A crude bomb exploded in the capital Kathmandu just hours after polls opened for the Constituent Assembly (CA) elections, injuring an eight-year-old boy and two other people. There were also reports of altercations, bombs, intimidation and polling booths being captured by party supporters outside the capital.

A series of similar attacks in recent days have been blamed on a hardline Maoist party, who sought to disrupt the vote by hurling petrol bombs at traffic and torching vehicles.

It is Nepal’s second election for an assembly tasked with forming a constitution. Although gaining the most seats in the last CA, the main Maoist party, the Communist Party of Nepal, failed to win a majority and could not hold their coalition government together or produce a constitution. Instead, their leader Pushpa Kamal Dahal, who goes by the nom de guerre Prachanda, or "fierce", lost the prime ministership.

The party then splintered, three prime ministers came and went in rapid succession and the coalition shuffled and reshuffled until finally a second CA election was called this year to end the political stalemate.

There are fears that no single party will get a clear majority again and the deadlock will drag on. The usually bustling capital was eerily silent on election day with the government enforcing a transport ban and public holiday on top of the vehicle strike called by the alliance of boycotting parties.

Photo by Alys Francis

By the ancient royal palace in Durbar Square, people casting their ballots were watched over by dozens of soldiers, armed police, and a handful of tourists.

Sitting in a teashop after voting, Lalitpur resident Heramba Rejshrestha said Prachanda used to be popular but people had lost faith in him.

“After 2006 we hope for change but now we feel hopeless,” he said. “Prachanda was poor, now he’s very rich but he doesn’t follow our demands or give us what he promised.”

Heramba said there were also fears that an increasingly popular party calling for Nepal to become a Hindu state, the Rastriya Prajatantra Party-Nepal, could gain ground this election and play up ethnic divisions in the country.

Gyansagar Shakya and Dipendra Shakya (not related) were not optimistic that this election would lead to improvement in Nepal.

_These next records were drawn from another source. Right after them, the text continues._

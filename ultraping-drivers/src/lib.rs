//! Ultrasonic ranging driver
//!
//! This crate drives HC-SR04 family sensors through the platform traits
//! of `ultraping-hal`:
//!
//! - Blocking pings (single, median-filtered, multi-echo, threshold)
//! - Timer-driven pings polled from a periodic interrupt
//! - General-purpose microsecond/millisecond timer helpers
//!
//! # Blocking calls
//!
//! The blocking operations spin on the calling core for the whole ping
//! (up to ~35ms, or N times that for median and multi-echo runs).
//! Microsecond accuracy depends on that spin, so call them from the main
//! loop or a dedicated thread, never from a context that must stay
//! responsive.

#![no_std]
#![deny(unsafe_code)]

#[cfg(test)]
extern crate std;

pub mod sonar;
pub mod timer;

#[cfg(test)]
pub(crate) mod sim;

pub use sonar::Sonar;
pub use ultraping_core::{EchoTime, PingError, SensorConfig, NO_ECHO};
//! Timing constants and multi-echo tuning
//!
//! Overheads are small empirical corrections for the time spent between
//! the echo edge and the clock read. They differ per platform: register
//! access on AVR is slower relative to its clock than generic pin calls on
//! ARM.

#[cfg(feature = "serde")]
use serde::{Deserialize, Serialize};

/// Timing constants for one platform
#[derive(Debug, Clone, Copy, PartialEq, Eq)]
#[cfg_attr(feature = "defmt", derive(defmt::Format))]
#[cfg_attr(feature = "serde", derive(Serialize, Deserialize))]
#[cfg_attr(feature = "serde", serde(default))]
pub struct TimingConfig {
    /// Correction subtracted from blocking ping results (us)
    pub ping_overhead_us: u32,
    /// Correction subtracted from timer ping results (us)
    pub timer_overhead_us: u32,
    /// Longest time a sensor may take to start its echo pulse (us)
    ///
    /// Most sensors start within 450us; the SRF06 can take far longer.
    pub max_sensor_start_delay_us: u32,
    /// Minimum spacing between consecutive ping starts (us)
    ///
    /// Reverberation from one ping has to decay before the next trigger.
    pub ping_median_delay_us: u32,
    /// Polling interval of the timer-driven ping (us)
    ///
    /// 24us is about 0.4cm of resolution.
    pub echo_timer_interval_us: u32,
    /// Trigger low time before the pulse (us)
    pub trigger_settle_us: u32,
    /// Trigger pulse width (us), 10us per sensor datasheets
    pub trigger_pulse_us: u32,
}

impl Default for TimingConfig {
    fn default() -> Self {
        Self::avr()
    }
}

impl TimingConfig {
    /// Timing for 8-bit AVR targets
    pub const fn avr() -> Self {
        Self {
            ping_overhead_us: 5,
            timer_overhead_us: 13,
            max_sensor_start_delay_us: 5_800,
            ping_median_delay_us: 29_000,
            echo_timer_interval_us: 24,
            trigger_settle_us: 4,
            trigger_pulse_us: 10,
        }
    }

    /// Timing for 32-bit ARM targets
    pub const fn arm() -> Self {
        Self {
            ping_overhead_us: 1,
            timer_overhead_us: 1,
            ..Self::avr()
        }
    }

    /// Spacing between pings in whole milliseconds
    pub const fn ping_median_delay_ms(&self) -> u32 {
        self.ping_median_delay_us / 1000
    }
}

/// Integer ratio `num / den`
#[derive(Debug, Clone, Copy, PartialEq, Eq)]
#[cfg_attr(feature = "defmt", derive(defmt::Format))]
#[cfg_attr(feature = "serde", derive(Serialize, Deserialize))]
pub struct Ratio {
    pub num: u16,
    pub den: u16,
}

impl Ratio {
    /// Create a new ratio
    pub const fn new(num: u16, den: u16) -> Self {
        Self { num, den }
    }

    /// Scale `value` by this ratio, rounding down
    ///
    /// A zero denominator yields 0; [`SensorConfig::validate`] rejects it
    /// before a driver is built.
    ///
    /// [`SensorConfig::validate`]: super::SensorConfig::validate
    pub const fn apply(&self, value: u32) -> u32 {
        if self.den == 0 {
            return 0;
        }
        (value as u64 * self.num as u64 / self.den as u64) as u32
    }
}

/// Multi-echo disambiguation parameters
///
/// Both defaults are empirical and have no documented derivation. They
/// need calibration against real sensor data before being trusted for a
/// new sensor or mounting.
#[derive(Debug, Clone, Copy, PartialEq, Eq)]
#[cfg_attr(feature = "defmt", derive(defmt::Format))]
#[cfg_attr(feature = "serde", derive(Serialize, Deserialize))]
#[cfg_attr(feature = "serde", serde(default))]
pub struct MultiEchoTuning {
    /// A second-pulse echo shorter than this share of the first echo is a
    /// late reflection of the first pulse, i.e. a new surface
    pub shorter_echo_ratio: Ratio,
    /// Share of the first echo added to the wait window after a miss
    pub retry_step: Ratio,
}

impl Default for MultiEchoTuning {
    fn default() -> Self {
        Self::new()
    }
}

impl MultiEchoTuning {
    /// Default tuning (3/4 and 1/2)
    pub const fn new() -> Self {
        Self {
            shorter_echo_ratio: Ratio::new(3, 4),
            retry_step: Ratio::new(1, 2),
        }
    }
}
//! Echo time to length conversion
//!
//! All arithmetic is integer-only. The round-trip constant is the number
//! of microseconds sound needs to travel one length unit and back.

use crate::config::Rounding;
use crate::EchoTime;

/// Convert a round-trip echo time to whole length units
///
/// `Truncate` drops the fraction. `Nearest` rounds to the closest unit but
/// never turns a real (non-zero) echo into 0, so 0 keeps meaning "no echo".
pub fn convert_length(echo_time_us: EchoTime, us_per_unit: u32, rounding: Rounding) -> u32 {
    if us_per_unit == 0 {
        return 0;
    }

    match rounding {
        Rounding::Truncate => echo_time_us / us_per_unit,
        Rounding::Nearest => {
            let rounded = ((echo_time_us as u64 + (us_per_unit / 2) as u64) / us_per_unit as u64) as u32;
            if echo_time_us != 0 {
                rounded.max(1)
            } else {
                rounded
            }
        }
    }
}

/// Longest echo time a ping waits for, given a distance ceiling
///
/// `max_distance` is clamped to `max_sensor_distance` first. Truncating
/// mode adds one whole unit so that an object at exactly `max_distance`
/// still reads as in range; rounding mode adds half a unit instead.
pub fn max_echo_time_us(
    max_distance: u16,
    max_sensor_distance: u16,
    us_per_unit: u32,
    rounding: Rounding,
) -> u32 {
    let distance = max_distance.min(max_sensor_distance) as u32;

    match rounding {
        Rounding::Truncate => (distance + 1) * us_per_unit,
        Rounding::Nearest => distance * us_per_unit + us_per_unit / 2,
    }
}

“Nothing will change in Nepal,” said Gyansagar. “Prachanda didn’t do any of the things he said he would do. He said there would be a constitution six years ago and we still have nothing, why should this time be different?”

“We feel upset about the lack of progress,” said Gyansagar who, like Dipendra, earns a wage making metal handicrafts.

“Politicians don’t care about Nepal, our country, what it is and what we have," Dipendra added. "They should develop the country but they are only in it for themselves, to make money. Lots of people now are leaving Nepal, I know people who have gone to Australia, to work and for study."

This election, more than 120 parties, including the three major ones – the Maoists, the Nepali Congress and the Communist Party of Nepal (Unified Marxist Leninist) – are competing for 240 directly elected seats and 335 seats via proportional representation.

Photo by Alys Francis

With 125 ethnic groups, 127 spoken languages, multiple religions and castes calling Nepal home, the previous CA hit a roadblock over disagreements about how to split the states – along ethnic lines or otherwise – and which model of democracy to adopt; US, French or British.

As the bickering dragged on the promise of a new Nepal faded, the economy stalled and began to slide. The government took nine months to pass its budget last year.

As a result, and despite the majority of voting having gone smoothly across Kathmandu, David Pottie, Associate Director for The Carter Centre, an NGO that has been monitoring Nepal’s post-war struggle since 2003, is not optimistic that the election will solve the problems in Nepalese politics.

“We’re very unlikely to see an arrangement of political parties who share a vision of federalism or share a vision of the future form of state to enjoy a clear majority, either as a single party or as a group of parties,” he said.

“For a country where there is not a great deal of foreign investment in terms of much needed improvements for infrastructure, or job creation; for a country where many millions of Nepalese are going abroad, they are in a way voting with their feet."

Eminent Nepali political expert CK Lal predicts the Maoists will continue to cause problems after the election:

“Indoctrinated Maoist theology believes that power flows from the barrel of the gun — if the presumption is the election is a bourgeoisie exercise and a sham then of course you continue with protest in different forms, and you may even become more violent, after you are challenged by free and fair elections.”

He said Prachanda’s party was likely to win the most seats again, although it would be far from a majority.

Along with a sense of failure and disillusionment, the election campaign has been marred by rising violence. A countrywide “high security alert” was issued and the army was called in to monitor the election for the first time in Nepal’s history.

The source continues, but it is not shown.